Za 2 mln powstała jogurtowo-kiełbasiana wydmuszka. Urzędnicy chcieli promować polską żywność

Do czego służy aplikacja i serwis internetowy "Polska smakuje"? Jak w komedii "Miś", nikt nie wie i dlatego nikt nie ośmieli się zapytać. Bo to jest polska aplikacja, promująca polskie produkty. Problem w tym, że mimo wydania prawie 2 milionów złotych jakoś nie chce dobrze zadziałać.

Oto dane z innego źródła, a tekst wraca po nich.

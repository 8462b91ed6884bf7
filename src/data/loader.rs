use std::fs;
use std::path::Path;

use chrono::{DateTime, NaiveDate, NaiveDateTime};
use csv::StringRecord;
use log::info;
use serde_json::Value as JsonValue;
use thiserror::Error;

use super::model::{Transaction, TransactionSet};

// ---------------------------------------------------------------------------
// Errors
// ---------------------------------------------------------------------------

/// Errors surfaced while turning an input file into a [`TransactionSet`].
///
/// Loading is fail-fast: the first malformed cell aborts the run so type
/// errors never leak into the summary computations. There are no retries.
#[derive(Debug, Error)]
pub enum DataLoadError {
    #[error("failed to read {path}: {source}")]
    Read {
        path: String,
        #[source]
        source: std::io::Error,
    },

    #[error("unsupported file extension: .{0}")]
    UnsupportedExtension(String),

    #[error("missing required column '{0}'")]
    MissingColumn(&'static str),

    #[error("row {row}, column '{column}': {message}")]
    MalformedCell {
        row: usize,
        column: &'static str,
        message: String,
    },

    #[error("malformed CSV: {0}")]
    Csv(#[from] csv::Error),

    #[error("malformed JSON: {0}")]
    Json(String),
}

// ---------------------------------------------------------------------------
// Public entry-point
// ---------------------------------------------------------------------------

/// Load a transaction dataset from a file.  Dispatch by extension.
///
/// Supported formats:
/// * `.csv`  – delimited text with a header row naming the columns
///   `Account Type`, `Region`, `Transaction To`, `Credit`, `Debit` and
///   optionally `Date` (matched case-insensitively)
/// * `.json` – records-oriented array of objects with the same fields,
///   the default `df.to_json(orient='records')` shape
pub fn load_file(path: &Path) -> Result<TransactionSet, DataLoadError> {
    let ext = path
        .extension()
        .and_then(|e| e.to_str())
        .unwrap_or("")
        .to_ascii_lowercase();

    let dataset = match ext.as_str() {
        "csv" => load_csv(path),
        "json" => load_json(path),
        other => Err(DataLoadError::UnsupportedExtension(other.to_string())),
    }?;

    info!(
        "loaded {} transactions from {} (dates: {})",
        dataset.len(),
        path.display(),
        dataset.has_dates
    );
    Ok(dataset)
}

// ---------------------------------------------------------------------------
// CSV loader
// ---------------------------------------------------------------------------

/// Column positions of the required fields within the CSV header row.
struct HeaderIndex {
    account_type: usize,
    region: usize,
    beneficiary: usize,
    credit: usize,
    debit: usize,
    date: Option<usize>,
}

impl HeaderIndex {
    fn from_headers(headers: &StringRecord) -> Result<Self, DataLoadError> {
        let find = |name: &'static str| {
            headers
                .iter()
                .position(|h| h.trim().eq_ignore_ascii_case(name))
                .ok_or(DataLoadError::MissingColumn(name))
        };

        Ok(HeaderIndex {
            account_type: find("Account Type")?,
            region: find("Region")?,
            beneficiary: find("Transaction To")?,
            credit: find("Credit")?,
            debit: find("Debit")?,
            date: headers
                .iter()
                .position(|h| h.trim().eq_ignore_ascii_case("Date")),
        })
    }
}

fn load_csv(path: &Path) -> Result<TransactionSet, DataLoadError> {
    let file = fs::File::open(path).map_err(|source| DataLoadError::Read {
        path: path.display().to_string(),
        source,
    })?;
    let mut reader = csv::Reader::from_reader(file);
    let columns = HeaderIndex::from_headers(reader.headers()?)?;

    let mut transactions = Vec::new();
    for (row, result) in reader.records().enumerate() {
        let record = result?;
        transactions.push(parse_csv_row(&record, &columns, row)?);
    }

    Ok(TransactionSet::from_transactions(
        transactions,
        columns.date.is_some(),
    ))
}

fn parse_csv_row(
    record: &StringRecord,
    columns: &HeaderIndex,
    row: usize,
) -> Result<Transaction, DataLoadError> {
    let field = |idx: usize| record.get(idx).unwrap_or("").trim();

    let date = match columns.date {
        Some(idx) => {
            let raw = field(idx);
            let parsed = parse_date_cell(raw).ok_or_else(|| DataLoadError::MalformedCell {
                row,
                column: "Date",
                message: format!("'{raw}' is not a recognised calendar date"),
            })?;
            Some(parsed)
        }
        None => None,
    };

    Ok(Transaction {
        account_type: field(columns.account_type).to_string(),
        region: field(columns.region).to_string(),
        beneficiary: field(columns.beneficiary).to_string(),
        credit: parse_amount(field(columns.credit), row, "Credit")?,
        debit: parse_amount(field(columns.debit), row, "Debit")?,
        date,
    })
}

/// Parse a monetary cell.  Bank exports often carry currency symbols and
/// thousands separators ("$1,234.50"); an empty cell means no flow on that
/// side and parses as zero.
fn parse_amount(raw: &str, row: usize, column: &'static str) -> Result<f64, DataLoadError> {
    let cleaned = raw.replace(['$', ','], "");
    let cleaned = cleaned.trim();
    if cleaned.is_empty() {
        return Ok(0.0);
    }

    let value: f64 = cleaned
        .parse()
        .map_err(|_| DataLoadError::MalformedCell {
            row,
            column,
            message: format!("'{raw}' is not a number"),
        })?;

    if !value.is_finite() || value < 0.0 {
        return Err(DataLoadError::MalformedCell {
            row,
            column,
            message: format!("'{raw}' is not a non-negative amount"),
        });
    }
    Ok(value)
}

/// Accepted date shapes: `2023-01-31`, `31/01/2023`, `31 Jan 2023`, and ISO
/// datetimes (time-of-day discarded).
fn parse_date_cell(raw: &str) -> Option<NaiveDate> {
    let s = raw.trim();
    if let Ok(d) = NaiveDate::parse_from_str(s, "%Y-%m-%d") {
        return Some(d);
    }
    if let Ok(d) = NaiveDate::parse_from_str(s, "%d/%m/%Y") {
        return Some(d);
    }
    if let Ok(d) = NaiveDate::parse_from_str(s, "%d %b %Y") {
        return Some(d);
    }
    if let Ok(dt) = NaiveDateTime::parse_from_str(s, "%Y-%m-%dT%H:%M:%S") {
        return Some(dt.date());
    }
    if let Ok(dt) = DateTime::parse_from_rfc3339(s) {
        return Some(dt.date_naive());
    }
    None
}

// ---------------------------------------------------------------------------
// JSON loader
// ---------------------------------------------------------------------------

/// Expected JSON schema (records-oriented):
///
/// ```json
/// [
///   {
///     "Account Type": "Retail",
///     "Region": "North",
///     "Transaction To": "Apex Bank",
///     "Credit": 1200.0,
///     "Debit": 0.0,
///     "Date": "2023-01-31"
///   },
///   ...
/// ]
/// ```
///
/// The `Date` key is optional, but must then be absent from every row.
fn load_json(path: &Path) -> Result<TransactionSet, DataLoadError> {
    let text = fs::read_to_string(path).map_err(|source| DataLoadError::Read {
        path: path.display().to_string(),
        source,
    })?;
    let root: JsonValue =
        serde_json::from_str(&text).map_err(|e| DataLoadError::Json(e.to_string()))?;

    let records = root
        .as_array()
        .ok_or_else(|| DataLoadError::Json("expected a top-level array of objects".to_string()))?;

    let mut transactions = Vec::with_capacity(records.len());
    let mut dated_rows = 0usize;

    for (row, value) in records.iter().enumerate() {
        let obj = value
            .as_object()
            .ok_or_else(|| DataLoadError::Json(format!("row {row} is not an object")))?;

        let date = match json_field(obj, "Date").filter(|v| !v.is_null()) {
            Some(v) => {
                let raw = v.as_str().ok_or_else(|| DataLoadError::MalformedCell {
                    row,
                    column: "Date",
                    message: "expected a date string".to_string(),
                })?;
                let parsed =
                    parse_date_cell(raw).ok_or_else(|| DataLoadError::MalformedCell {
                        row,
                        column: "Date",
                        message: format!("'{raw}' is not a recognised calendar date"),
                    })?;
                dated_rows += 1;
                Some(parsed)
            }
            None => None,
        };

        transactions.push(Transaction {
            account_type: json_string(obj, row, "Account Type")?,
            region: json_string(obj, row, "Region")?,
            beneficiary: json_string(obj, row, "Transaction To")?,
            credit: json_amount(obj, row, "Credit")?,
            debit: json_amount(obj, row, "Debit")?,
            date,
        });
    }

    if dated_rows > 0 && dated_rows < transactions.len() {
        return Err(DataLoadError::Json(
            "'Date' is present on some rows but not all".to_string(),
        ));
    }

    let has_dates = !transactions.is_empty() && dated_rows == transactions.len();
    Ok(TransactionSet::from_transactions(transactions, has_dates))
}

/// Case-insensitive key lookup, so `"region"` works as well as `"Region"`.
fn json_field<'a>(
    obj: &'a serde_json::Map<String, JsonValue>,
    name: &str,
) -> Option<&'a JsonValue> {
    obj.get(name).or_else(|| {
        obj.iter()
            .find(|(k, _)| k.eq_ignore_ascii_case(name))
            .map(|(_, v)| v)
    })
}

fn json_string(
    obj: &serde_json::Map<String, JsonValue>,
    row: usize,
    name: &'static str,
) -> Result<String, DataLoadError> {
    json_field(obj, name)
        .ok_or(DataLoadError::MissingColumn(name))?
        .as_str()
        .map(str::to_string)
        .ok_or_else(|| DataLoadError::MalformedCell {
            row,
            column: name,
            message: "expected a string".to_string(),
        })
}

fn json_amount(
    obj: &serde_json::Map<String, JsonValue>,
    row: usize,
    name: &'static str,
) -> Result<f64, DataLoadError> {
    let value = json_field(obj, name)
        .ok_or(DataLoadError::MissingColumn(name))?
        .as_f64()
        .ok_or_else(|| DataLoadError::MalformedCell {
            row,
            column: name,
            message: "expected a number".to_string(),
        })?;

    if !value.is_finite() || value < 0.0 {
        return Err(DataLoadError::MalformedCell {
            row,
            column: name,
            message: format!("{value} is not a non-negative amount"),
        });
    }
    Ok(value)
}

Urzędnicy wydali 2 mln na promocję polskiej żywności
Źródło zdjęć: © PAP | Bartłomiej Zborowski
Tomasz Molga

Strona internetowa polskasmakuje.pl oraz towarzysząca jej aplikacja na smartfony to najnowsze dzieło urzędników Krajowego Ośrodka Wsparcia Rolnictwa. Miały być na niej promowane smakowite produkty z polskich firm. Dzięki temu do producentów miała popłynąć fala "lajków" i serduszek, a za nimi zamówienia i wielkie pieniądze. Konsumenci mieli zyskać informację o rekomendowanych produktach. A jest tak:

- Serwis promuje bezużyteczną wiedzę, aplikacja nie działa poprawnie. Mimo tak spektakularnych nakładów na stworzenie i promocję, mało kto chce z tego korzystać. Zdobyto 19 tys. użytkowników, a więc koszt pozyskania jednego zainteresowanego to jak na razie ponad 100 złotych! - punktuje Piotr Trudnowski z Klubu Jagiellońskiego. Ten ekspert od patriotyzmu zakupowego właśnie zmasakrował cały projekt. Sprawę opisuje serwis jagielloński24.pl.

Piękny plan w biało-czerwonych barwach

Serwis miał "gromadzić informacje o lokalnych rolnikach i wytwórcach regionalnych produktów spożywczych. Każdy, kto produkuje żywność zgodnie z systemami jakości, działa w ramach rolniczego handlu detalicznego, może założyć własny profil, na którym zamieści informacje o swojej ofercie oraz dane kontaktowe. Dzięki temu konsumenci, którzy coraz częściej i chętniej szukają zdrowej regionalnej żywności, będą mogli jednym kliknięciem odnaleźć lokalnych producentów" - czytamy na stronach.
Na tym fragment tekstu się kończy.